米軍の委託研究はよいが防衛省の研究は拒絶せよとは、どういうことか。日本の大学がこんなことでよいのか。それを仕切っているのが日本学術会議だ。だからこそ、小野寺氏はこう語る。

「正直、(名称に)『日本』って付けていいのかなと、そう思います」

中国人民解放軍の委託研究を受けるには至らないが、中国の理系大学や研究機関に協力する日本人教授や研究者もいる。日本学術会議は、日本の国益よりも中国の国益を考えたのかと疑いたくなる意見表明もしている。

先端産業の主導権

そのひとつが国際リニアコライダー(ILC)のプロジェクトだ。

いま世界の素粒子物理学研究の中枢は、スイスとフランスの国境に27キロにわたってまたがる地下深くのトンネル、大型ハドロン衝突型加速器(LHC)にあると言われる。これは宇宙の成り立ちの解明につながる純粋科学の研究だ。しかし、同研究は超電導技術や、素粒子検出に必要なあらゆる先端技術が凝縮されたもので、この分野を制覇できれば、ほぼ完全に先端産業の主導権を握れると言われている。中国はいまこの一大研究に意欲を燃やしている。この研究で成果をおさめられれば、「中国の夢」を叶え、「世界の諸民族の中にそびえ立つ」ことができる。

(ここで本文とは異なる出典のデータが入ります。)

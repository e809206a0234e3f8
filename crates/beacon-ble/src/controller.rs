//! Advertising lifecycle controller
//!
//! Owns the single advertising session slot and reconciles three event
//! sources against it: start/stop commands, radio state transitions and
//! platform confirmations. The controller itself is not synchronized; it is
//! meant to be driven by exactly one task (see [`crate::service`]), which
//! makes every read-modify-write of the slot atomic with respect to the
//! others.

use tokio::sync::broadcast;
use tracing::{debug, error, info, warn};

use crate::advertising::{AdvertiserEvent, BleAdvertiser, GateDecision, NativeHandle};
use crate::error::{AdvertiserError, StartError, StopError};
use crate::payload::{AdvertisementPayload, AdvertisingRequest};
use crate::radio::{RadioMonitor, RadioState, RadioSubscription};
use crate::session::{
    AdvertisingSession, SessionId, SessionSnapshot, SessionStatus, SessionTransition,
};

const DEFAULT_EVENT_CAPACITY: usize = 64;

// ----------------------------------------------------------------------------
// Controller
// ----------------------------------------------------------------------------

pub struct AdvertisingController<A: BleAdvertiser> {
    advertiser: A,
    monitor: RadioMonitor,
    current: Option<AdvertisingSession>,
    next_session: u64,
    transitions: broadcast::Sender<SessionTransition>,
}

impl<A: BleAdvertiser> AdvertisingController<A> {
    pub fn new(advertiser: A, monitor: RadioMonitor) -> Self {
        let (transitions, _) = broadcast::channel(DEFAULT_EVENT_CAPACITY);
        Self {
            advertiser,
            monitor,
            current: None,
            next_session: 0,
            transitions,
        }
    }

    /// Set how many unread transitions a lagging subscriber may fall behind
    pub fn with_event_capacity(mut self, capacity: usize) -> Self {
        let (transitions, _) = broadcast::channel(capacity.max(1));
        self.transitions = transitions;
        self
    }

    pub fn advertiser(&self) -> &A {
        &self.advertiser
    }

    pub fn radio_state(&self) -> RadioState {
        self.monitor.current_state()
    }

    /// Observe every session status change
    pub fn subscribe(&self) -> broadcast::Receiver<SessionTransition> {
        self.transitions.subscribe()
    }

    pub(crate) fn transition_sender(&self) -> broadcast::Sender<SessionTransition> {
        self.transitions.clone()
    }

    pub fn session(&self) -> Option<&AdvertisingSession> {
        self.current.as_ref()
    }

    pub fn status(&self) -> Option<SessionSnapshot> {
        self.current.as_ref().map(AdvertisingSession::snapshot)
    }

    /// Radio subscription of a session waiting for power, if any
    pub fn radio_interest_mut(&mut self) -> Option<&mut RadioSubscription> {
        self.current
            .as_mut()
            .and_then(|session| session.radio_interest.as_mut())
    }

    // ---- Commands ----

    /// Accept a request to advertise
    ///
    /// Returns once the request is accepted into PENDING; on-air confirmation
    /// arrives later through [`Self::handle_advertiser_event`]. A native start
    /// that fails synchronously marks the new session FAILED but is still an
    /// accepted request.
    pub async fn start(&mut self, request: AdvertisingRequest) -> Result<(), StartError> {
        let payload = request.build()?;
        self.supersede().await;

        let gate = self.advertiser.readiness_gate();
        let mut radio = self.monitor.on_state_changed();
        let mut state = radio.initial_state();
        if state == RadioState::Unknown && gate.probes_unknown() {
            self.advertiser.probe_radio().await;
            // The probe's own report is already reflected in the monitor
            while radio.try_recv().is_some() {}
            state = self.monitor.current_state();
        }

        match gate.decide(state) {
            GateDecision::Reject => {
                warn!(
                    "Cannot advertise {}: Bluetooth radio is {}",
                    payload.service_uuid(),
                    state
                );
                Err(StartError::RadioUnavailable)
            }
            GateDecision::Issue => {
                drop(radio);
                self.open_session(payload, None);
                self.issue_native_start().await;
                Ok(())
            }
            GateDecision::Defer => {
                info!(
                    "Bluetooth radio is {}, advertising {} once it powers on",
                    state,
                    payload.service_uuid()
                );
                self.open_session(payload, Some(radio));
                Ok(())
            }
        }
    }

    /// Stop the current session
    ///
    /// Idempotent: with no session, or one already stopping, this succeeds
    /// without touching the platform.
    pub async fn stop(&mut self) -> Result<(), StopError> {
        let Some((id, status, native)) = self
            .current
            .as_ref()
            .map(|session| (session.id(), session.status(), session.native_handle()))
        else {
            debug!("Stop requested with no advertising session");
            return Ok(());
        };

        match (status, native) {
            (SessionStatus::Stopping, _) => Ok(()),
            (SessionStatus::Pending, None) => {
                info!("Cancelled pending advertising session {}", id);
                self.advance(SessionStatus::Stopped, None);
                Ok(())
            }
            (_, Some(handle)) => {
                match self.advertiser.stop_advertising(handle).await {
                    Ok(()) => {}
                    Err(AdvertiserError::UnknownHandle(_)) => {
                        // The platform already tore the set down
                        debug!("Advertising set {} already gone", handle);
                        self.advance(SessionStatus::Stopping, None);
                        self.advance(SessionStatus::Stopped, None);
                        return Ok(());
                    }
                    Err(e) => {
                        warn!("Platform rejected stop of session {}: {}", id, e);
                        return Err(StopError::NativeStopRejected(e.to_string()));
                    }
                }

                self.advance(SessionStatus::Stopping, None);
                if !self.advertiser.confirms_stop() {
                    self.advance(SessionStatus::Stopped, None);
                }
                Ok(())
            }
            (_, None) => {
                self.advance(SessionStatus::Stopping, None);
                self.advance(SessionStatus::Stopped, None);
                Ok(())
            }
        }
    }

    /// Best-effort stop before the controller goes away
    ///
    /// Always leaves the slot empty with a terminal transition published.
    pub async fn shutdown(&mut self) {
        if let Err(e) = self.stop().await {
            warn!("Advertising not stopped cleanly on shutdown: {}", e);
        }

        let reason = Some("controller shut down".to_string());
        match self.current.as_ref().map(AdvertisingSession::status) {
            // A stop awaiting confirmation will never see it now
            Some(SessionStatus::Stopping) => {
                self.advance(SessionStatus::Stopped, reason);
            }
            Some(_) => {
                self.advance(SessionStatus::Failed, reason);
            }
            None => {}
        }
    }

    // ---- Events ----

    /// React to a radio transition delivered through the session's subscription
    ///
    /// Transitions queue up; a power-on that the radio has already left again
    /// keeps the session waiting for the next one.
    pub async fn handle_radio_state(&mut self, state: RadioState) {
        let latest = self.monitor.current_state();
        let Some(session) = self.current.as_mut() else {
            return;
        };
        if session.status() != SessionStatus::Pending || !session.is_awaiting_radio() {
            return;
        }

        match self.advertiser.readiness_gate().decide(state) {
            GateDecision::Issue if latest != RadioState::PoweredOn => {
                debug!(
                    "Session {} still waiting, radio went back to {}",
                    session.id(),
                    latest
                );
            }
            GateDecision::Issue => {
                info!("Bluetooth radio powered on, starting session {}", session.id());
                session.radio_interest = None;
                self.issue_native_start().await;
            }
            GateDecision::Reject => {
                warn!("Bluetooth radio became unavailable, session {} failed", session.id());
                self.advance(SessionStatus::Failed, Some(format!("radio {}", state)));
            }
            GateDecision::Defer => {
                debug!("Session {} still waiting, radio is {}", session.id(), state);
            }
        }
    }

    /// Apply a platform confirmation; confirmations for old handles are ignored
    pub fn handle_advertiser_event(&mut self, event: AdvertiserEvent) {
        let (handle, started, reason) = match event {
            AdvertiserEvent::Started { handle, outcome } => (handle, true, outcome.err()),
            AdvertiserEvent::Stopped { handle, reason } => (handle, false, reason),
        };

        let Some(status) = self.current_status_for(handle) else {
            debug!("Ignoring confirmation for stale advertising set {}", handle);
            return;
        };

        match (started, status, reason) {
            (true, SessionStatus::Pending, None) => {
                self.advance(SessionStatus::Active, None);
            }
            (true, _, None) => {
                debug!("Late start confirmation for {} while {}", handle, status);
            }
            (true, _, Some(status)) => {
                error!("Platform failed to start advertising set {}: {}", handle, status);
                self.advance(SessionStatus::Failed, Some(status));
            }
            (false, SessionStatus::Stopping, reason) => {
                self.advance(SessionStatus::Stopped, reason);
            }
            (false, _, reason) => {
                let reason = reason.unwrap_or_else(|| "stopped by platform".to_string());
                warn!("Advertising set {} stopped unexpectedly: {}", handle, reason);
                self.advance(SessionStatus::Failed, Some(reason));
            }
        }
    }

    // ---- Internals ----

    fn current_status_for(&self, handle: NativeHandle) -> Option<SessionStatus> {
        self.current
            .as_ref()
            .filter(|session| session.native_handle() == Some(handle))
            .map(AdvertisingSession::status)
    }

    fn open_session(
        &mut self,
        payload: AdvertisementPayload,
        radio_interest: Option<RadioSubscription>,
    ) {
        self.next_session += 1;
        let mut session = AdvertisingSession::new(SessionId::new(self.next_session), payload);
        session.radio_interest = radio_interest;

        debug!(
            "Session {} created for {}",
            session.id(),
            session.payload().service_uuid()
        );
        self.publish(SessionTransition {
            session: session.id(),
            service_uuid: *session.payload().service_uuid(),
            from: None,
            to: SessionStatus::Pending,
            reason: None,
        });
        self.current = Some(session);
    }

    async fn issue_native_start(&mut self) {
        let Some(session) = self.current.as_mut() else {
            return;
        };
        let id = session.id();

        match self.advertiser.start_advertising(session.payload()).await {
            Ok(handle) => {
                debug!("Session {} issued as advertising set {}", id, handle);
                session.native = Some(handle);
            }
            Err(e) => {
                error!("Native start for session {} failed: {}", id, e);
                self.advance(SessionStatus::Failed, Some(e.to_string()));
            }
        }
    }

    /// Discard the current session before a new one takes the slot
    async fn supersede(&mut self) {
        let Some(mut previous) = self.current.take() else {
            return;
        };
        info!("Superseding advertising session {}", previous.id());

        if previous.status() != SessionStatus::Stopping {
            if let Some(handle) = previous.native_handle() {
                if let Err(e) = self.advertiser.stop_advertising(handle).await {
                    warn!(
                        "Implicit stop of session {} ({}) failed: {}",
                        previous.id(),
                        handle,
                        e
                    );
                }
                self.apply(&mut previous, SessionStatus::Stopping, None);
            }
        }
        self.apply(&mut previous, SessionStatus::Stopped, Some("superseded".to_string()));
    }

    /// Move the current session, clearing the slot once it is terminal
    fn advance(&mut self, next: SessionStatus, reason: Option<String>) -> bool {
        let Some(mut session) = self.current.take() else {
            return false;
        };
        let moved = self.apply(&mut session, next, reason);
        if !session.status().is_terminal() {
            self.current = Some(session);
        }
        moved
    }

    fn apply(
        &self,
        session: &mut AdvertisingSession,
        next: SessionStatus,
        reason: Option<String>,
    ) -> bool {
        let Some(from) = session.transition(next) else {
            debug!(
                "Ignoring illegal transition {} -> {} for session {}",
                session.status(),
                next,
                session.id()
            );
            return false;
        };

        info!("Advertising session {}: {} -> {}", session.id(), from, next);
        self.publish(SessionTransition {
            session: session.id(),
            service_uuid: *session.payload().service_uuid(),
            from: Some(from),
            to: next,
            reason,
        });
        true
    }

    fn publish(&self, transition: SessionTransition) {
        // No subscribers is fine
        let _ = self.transitions.send(transition);
    }
}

一党独裁体制で世界制覇を目指す中国共産党は、このビッグ・サイエンスのプロジェクトに惜しみなく資金を投入できる唯一の存在であろう。対して西側陣営は一国では対抗できない。連携が必要で、日本と欧米が共同プロジェクトとして考えているのが先述のILCだ。

科学分野での巨大プロジェクトは国と国との関係を左右する。遅れをとれば先んじた国の後塵を拝すのみならず、安全保障上も経済上も従属を強いられかねない。いま米国が国益をかけて宇宙開発に乗り出しているのも、宇宙空間を中国に制覇されてはならないと考えるからだ。

中国はすでに従来の2倍以上の規模の次世代加速器建設を考えており、日本が誘致しようとするILC建設は我が国が科学において一流国に踏みとどまれるか否かの岐路である。だがここに日本学術会議が立ち塞がっている。30年という長期計画と巨額の資金投下は科学者の代表機関として支持できないというのである。彼らは真に科学者の代表機関なのか。

北海道大学名誉教授の奈良林直氏が語る。

「日本学術会議は、人文社会分野までを含む学術団体の推薦者から構成され、最近は自分達で人選しています。海外の巨大研究機関との連携が弱く、国際プロジェクトを主導する組織力もなく、研究成果の産業界への波及といった活動も活発ではありません。評論家的な立場の所見です」

こんな日本学術会議に、日本の未来を左右しかねない大プロジェクトを止める資格はないだろう。